Data under study START
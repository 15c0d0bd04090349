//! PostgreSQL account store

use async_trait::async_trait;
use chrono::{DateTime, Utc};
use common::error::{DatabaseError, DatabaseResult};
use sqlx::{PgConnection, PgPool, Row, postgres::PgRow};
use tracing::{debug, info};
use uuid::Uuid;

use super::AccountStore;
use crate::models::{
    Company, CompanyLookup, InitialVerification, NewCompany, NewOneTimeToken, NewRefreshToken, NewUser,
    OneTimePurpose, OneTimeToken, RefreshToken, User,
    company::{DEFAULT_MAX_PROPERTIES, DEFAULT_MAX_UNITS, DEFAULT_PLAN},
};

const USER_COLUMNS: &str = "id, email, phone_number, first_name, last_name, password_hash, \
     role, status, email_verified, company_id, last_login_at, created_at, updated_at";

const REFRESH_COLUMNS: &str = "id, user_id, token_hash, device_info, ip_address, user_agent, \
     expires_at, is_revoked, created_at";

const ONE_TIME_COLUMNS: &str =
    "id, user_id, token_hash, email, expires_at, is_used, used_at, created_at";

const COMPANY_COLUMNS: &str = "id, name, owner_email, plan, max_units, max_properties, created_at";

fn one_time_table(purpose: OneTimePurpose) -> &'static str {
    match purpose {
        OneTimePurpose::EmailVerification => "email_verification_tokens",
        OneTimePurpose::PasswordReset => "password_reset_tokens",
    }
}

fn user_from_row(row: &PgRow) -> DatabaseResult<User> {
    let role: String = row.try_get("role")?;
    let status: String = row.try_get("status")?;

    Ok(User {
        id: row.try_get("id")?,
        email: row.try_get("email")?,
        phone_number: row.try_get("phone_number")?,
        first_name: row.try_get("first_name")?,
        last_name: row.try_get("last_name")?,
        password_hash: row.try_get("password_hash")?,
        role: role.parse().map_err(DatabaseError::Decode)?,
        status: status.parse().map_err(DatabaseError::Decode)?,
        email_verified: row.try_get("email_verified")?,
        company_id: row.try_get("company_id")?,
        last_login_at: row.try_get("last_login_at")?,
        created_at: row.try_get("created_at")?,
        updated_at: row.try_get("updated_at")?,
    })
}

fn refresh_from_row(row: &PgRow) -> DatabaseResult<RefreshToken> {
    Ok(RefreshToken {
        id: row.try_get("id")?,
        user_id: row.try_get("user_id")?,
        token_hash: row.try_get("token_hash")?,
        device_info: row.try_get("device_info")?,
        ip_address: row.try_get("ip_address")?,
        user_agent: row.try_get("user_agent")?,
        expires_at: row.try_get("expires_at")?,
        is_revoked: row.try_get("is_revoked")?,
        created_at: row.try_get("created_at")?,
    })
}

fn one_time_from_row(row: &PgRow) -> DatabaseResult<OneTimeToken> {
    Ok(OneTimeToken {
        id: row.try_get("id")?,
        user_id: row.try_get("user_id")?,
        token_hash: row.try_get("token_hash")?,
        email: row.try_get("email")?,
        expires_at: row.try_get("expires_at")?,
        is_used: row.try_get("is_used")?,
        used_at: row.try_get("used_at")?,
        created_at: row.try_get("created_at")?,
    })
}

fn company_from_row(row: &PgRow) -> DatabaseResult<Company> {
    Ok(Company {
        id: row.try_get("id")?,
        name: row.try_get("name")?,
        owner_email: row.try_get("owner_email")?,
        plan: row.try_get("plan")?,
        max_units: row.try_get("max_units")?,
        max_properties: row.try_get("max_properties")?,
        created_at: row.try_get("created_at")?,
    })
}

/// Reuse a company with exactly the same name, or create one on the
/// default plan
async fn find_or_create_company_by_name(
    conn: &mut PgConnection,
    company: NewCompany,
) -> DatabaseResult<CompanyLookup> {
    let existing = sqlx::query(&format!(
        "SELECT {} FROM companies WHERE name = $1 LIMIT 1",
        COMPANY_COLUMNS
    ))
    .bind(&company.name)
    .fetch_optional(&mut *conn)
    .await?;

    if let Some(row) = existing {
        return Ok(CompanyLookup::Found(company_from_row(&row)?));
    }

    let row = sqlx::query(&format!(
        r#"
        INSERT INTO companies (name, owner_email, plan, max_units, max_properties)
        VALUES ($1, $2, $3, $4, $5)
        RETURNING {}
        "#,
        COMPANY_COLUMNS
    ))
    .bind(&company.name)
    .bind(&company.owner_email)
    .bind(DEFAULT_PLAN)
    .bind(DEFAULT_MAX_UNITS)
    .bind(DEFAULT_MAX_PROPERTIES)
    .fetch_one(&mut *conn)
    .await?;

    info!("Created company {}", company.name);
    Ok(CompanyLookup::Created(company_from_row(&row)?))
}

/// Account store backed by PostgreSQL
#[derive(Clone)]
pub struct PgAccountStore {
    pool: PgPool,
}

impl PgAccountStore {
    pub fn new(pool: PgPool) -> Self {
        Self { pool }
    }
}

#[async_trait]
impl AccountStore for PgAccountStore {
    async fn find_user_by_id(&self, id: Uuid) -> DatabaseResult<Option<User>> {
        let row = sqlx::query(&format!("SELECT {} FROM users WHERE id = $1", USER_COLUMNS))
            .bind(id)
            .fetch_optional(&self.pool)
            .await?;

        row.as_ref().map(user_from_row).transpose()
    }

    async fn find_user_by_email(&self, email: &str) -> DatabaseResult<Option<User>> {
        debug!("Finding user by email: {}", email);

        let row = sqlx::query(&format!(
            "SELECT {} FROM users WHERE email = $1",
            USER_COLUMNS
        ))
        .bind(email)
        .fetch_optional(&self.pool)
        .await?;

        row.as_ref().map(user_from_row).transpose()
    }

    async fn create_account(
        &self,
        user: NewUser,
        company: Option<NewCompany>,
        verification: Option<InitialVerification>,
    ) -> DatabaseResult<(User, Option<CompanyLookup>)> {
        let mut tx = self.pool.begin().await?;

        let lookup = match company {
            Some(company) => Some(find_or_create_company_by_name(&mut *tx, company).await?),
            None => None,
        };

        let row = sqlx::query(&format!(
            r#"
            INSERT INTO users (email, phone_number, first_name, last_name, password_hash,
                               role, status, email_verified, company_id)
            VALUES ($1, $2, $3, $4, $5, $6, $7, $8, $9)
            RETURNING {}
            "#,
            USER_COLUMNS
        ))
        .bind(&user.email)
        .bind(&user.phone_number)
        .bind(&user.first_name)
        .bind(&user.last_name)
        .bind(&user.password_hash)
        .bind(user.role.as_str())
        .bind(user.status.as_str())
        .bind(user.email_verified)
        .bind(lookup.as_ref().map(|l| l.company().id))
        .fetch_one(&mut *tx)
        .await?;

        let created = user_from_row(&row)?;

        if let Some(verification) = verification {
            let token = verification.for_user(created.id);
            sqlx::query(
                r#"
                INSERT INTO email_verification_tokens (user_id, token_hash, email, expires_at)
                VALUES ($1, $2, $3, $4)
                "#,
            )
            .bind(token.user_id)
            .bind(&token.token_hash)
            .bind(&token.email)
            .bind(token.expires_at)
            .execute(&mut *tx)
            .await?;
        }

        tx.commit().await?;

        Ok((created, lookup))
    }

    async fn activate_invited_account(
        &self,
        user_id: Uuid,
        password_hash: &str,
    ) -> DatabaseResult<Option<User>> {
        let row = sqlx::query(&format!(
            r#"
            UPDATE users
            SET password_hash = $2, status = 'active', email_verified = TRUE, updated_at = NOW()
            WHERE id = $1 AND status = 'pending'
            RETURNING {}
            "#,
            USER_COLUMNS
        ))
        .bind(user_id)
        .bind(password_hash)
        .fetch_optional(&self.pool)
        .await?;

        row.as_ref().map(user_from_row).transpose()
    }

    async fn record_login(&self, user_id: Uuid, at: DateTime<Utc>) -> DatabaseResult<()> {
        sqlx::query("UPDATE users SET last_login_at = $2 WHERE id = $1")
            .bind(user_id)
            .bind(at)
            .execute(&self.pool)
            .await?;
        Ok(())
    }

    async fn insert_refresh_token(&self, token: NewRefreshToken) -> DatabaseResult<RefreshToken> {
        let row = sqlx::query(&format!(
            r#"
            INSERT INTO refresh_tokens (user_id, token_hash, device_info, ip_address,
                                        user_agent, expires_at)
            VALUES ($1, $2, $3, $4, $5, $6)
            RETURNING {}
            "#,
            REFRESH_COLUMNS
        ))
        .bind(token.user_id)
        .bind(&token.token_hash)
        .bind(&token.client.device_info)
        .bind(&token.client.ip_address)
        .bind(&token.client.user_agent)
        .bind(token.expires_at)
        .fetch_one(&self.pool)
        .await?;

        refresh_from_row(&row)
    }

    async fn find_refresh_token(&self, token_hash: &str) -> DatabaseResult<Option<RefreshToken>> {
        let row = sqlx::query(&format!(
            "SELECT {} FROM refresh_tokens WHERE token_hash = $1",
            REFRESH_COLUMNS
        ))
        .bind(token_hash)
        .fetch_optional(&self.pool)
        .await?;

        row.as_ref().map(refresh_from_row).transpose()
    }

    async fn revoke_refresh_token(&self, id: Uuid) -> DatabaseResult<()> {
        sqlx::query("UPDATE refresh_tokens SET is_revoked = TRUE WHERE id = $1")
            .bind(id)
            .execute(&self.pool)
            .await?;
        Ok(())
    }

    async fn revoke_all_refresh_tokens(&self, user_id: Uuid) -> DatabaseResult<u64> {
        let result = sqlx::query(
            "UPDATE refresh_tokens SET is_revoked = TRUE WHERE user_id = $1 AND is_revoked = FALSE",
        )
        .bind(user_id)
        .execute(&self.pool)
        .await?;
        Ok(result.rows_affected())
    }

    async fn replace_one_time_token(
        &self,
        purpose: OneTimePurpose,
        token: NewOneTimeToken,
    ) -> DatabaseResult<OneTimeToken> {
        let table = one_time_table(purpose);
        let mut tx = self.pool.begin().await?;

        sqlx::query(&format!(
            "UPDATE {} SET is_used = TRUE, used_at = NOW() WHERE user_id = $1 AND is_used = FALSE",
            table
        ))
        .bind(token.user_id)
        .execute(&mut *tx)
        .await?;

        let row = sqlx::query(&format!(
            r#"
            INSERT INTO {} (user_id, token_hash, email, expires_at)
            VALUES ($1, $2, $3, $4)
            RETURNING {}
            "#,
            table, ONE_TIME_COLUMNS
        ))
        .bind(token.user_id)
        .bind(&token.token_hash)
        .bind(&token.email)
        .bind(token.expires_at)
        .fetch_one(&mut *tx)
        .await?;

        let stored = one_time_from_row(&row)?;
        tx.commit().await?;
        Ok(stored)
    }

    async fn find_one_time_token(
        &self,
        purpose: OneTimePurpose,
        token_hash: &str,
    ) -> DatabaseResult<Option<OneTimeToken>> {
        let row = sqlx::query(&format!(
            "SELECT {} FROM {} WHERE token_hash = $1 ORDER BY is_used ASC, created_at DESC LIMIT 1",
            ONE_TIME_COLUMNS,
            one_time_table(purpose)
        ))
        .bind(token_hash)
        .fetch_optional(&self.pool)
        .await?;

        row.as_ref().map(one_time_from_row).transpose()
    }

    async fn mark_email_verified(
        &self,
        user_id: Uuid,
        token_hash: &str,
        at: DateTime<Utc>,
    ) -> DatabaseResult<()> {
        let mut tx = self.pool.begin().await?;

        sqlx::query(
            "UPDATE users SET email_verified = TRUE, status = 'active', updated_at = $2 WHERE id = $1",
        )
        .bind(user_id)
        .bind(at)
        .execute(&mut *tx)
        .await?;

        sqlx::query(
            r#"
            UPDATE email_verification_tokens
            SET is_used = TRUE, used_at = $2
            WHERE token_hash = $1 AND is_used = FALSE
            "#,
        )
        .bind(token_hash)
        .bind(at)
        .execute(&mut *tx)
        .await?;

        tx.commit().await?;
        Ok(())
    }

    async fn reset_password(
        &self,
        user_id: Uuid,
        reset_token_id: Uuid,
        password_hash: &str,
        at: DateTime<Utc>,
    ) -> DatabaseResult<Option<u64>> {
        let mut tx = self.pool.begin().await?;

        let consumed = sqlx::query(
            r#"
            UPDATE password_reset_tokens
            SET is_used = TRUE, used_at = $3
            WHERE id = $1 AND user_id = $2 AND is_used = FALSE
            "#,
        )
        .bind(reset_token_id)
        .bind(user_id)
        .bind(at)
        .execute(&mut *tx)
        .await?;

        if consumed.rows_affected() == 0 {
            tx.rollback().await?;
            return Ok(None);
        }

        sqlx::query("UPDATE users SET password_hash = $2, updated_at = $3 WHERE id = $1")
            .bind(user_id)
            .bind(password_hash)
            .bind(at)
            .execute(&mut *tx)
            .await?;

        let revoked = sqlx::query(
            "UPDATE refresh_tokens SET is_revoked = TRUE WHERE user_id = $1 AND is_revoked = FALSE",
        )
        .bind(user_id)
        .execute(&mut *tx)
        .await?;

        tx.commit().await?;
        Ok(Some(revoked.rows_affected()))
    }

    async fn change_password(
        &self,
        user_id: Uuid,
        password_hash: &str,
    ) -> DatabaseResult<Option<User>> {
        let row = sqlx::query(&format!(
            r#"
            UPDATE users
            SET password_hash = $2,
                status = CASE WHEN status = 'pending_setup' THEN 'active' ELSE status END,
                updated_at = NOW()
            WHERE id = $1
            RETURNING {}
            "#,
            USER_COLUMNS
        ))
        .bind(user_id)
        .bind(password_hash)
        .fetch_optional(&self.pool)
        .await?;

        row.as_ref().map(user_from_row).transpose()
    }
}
Data under study END
Task objective.
Where a line above includes "const", copy that line.

Exercise response.
const USER_COLUMNS: &str = "id, email, phone_number, first_name, last_name, password_hash, \
const REFRESH_COLUMNS: &str = "id, user_id, token_hash, device_info, ip_address, user_agent, \
const ONE_TIME_COLUMNS: &str =
const COMPANY_COLUMNS: &str = "id, name, owner_email, plan, max_units, max_properties, created_at";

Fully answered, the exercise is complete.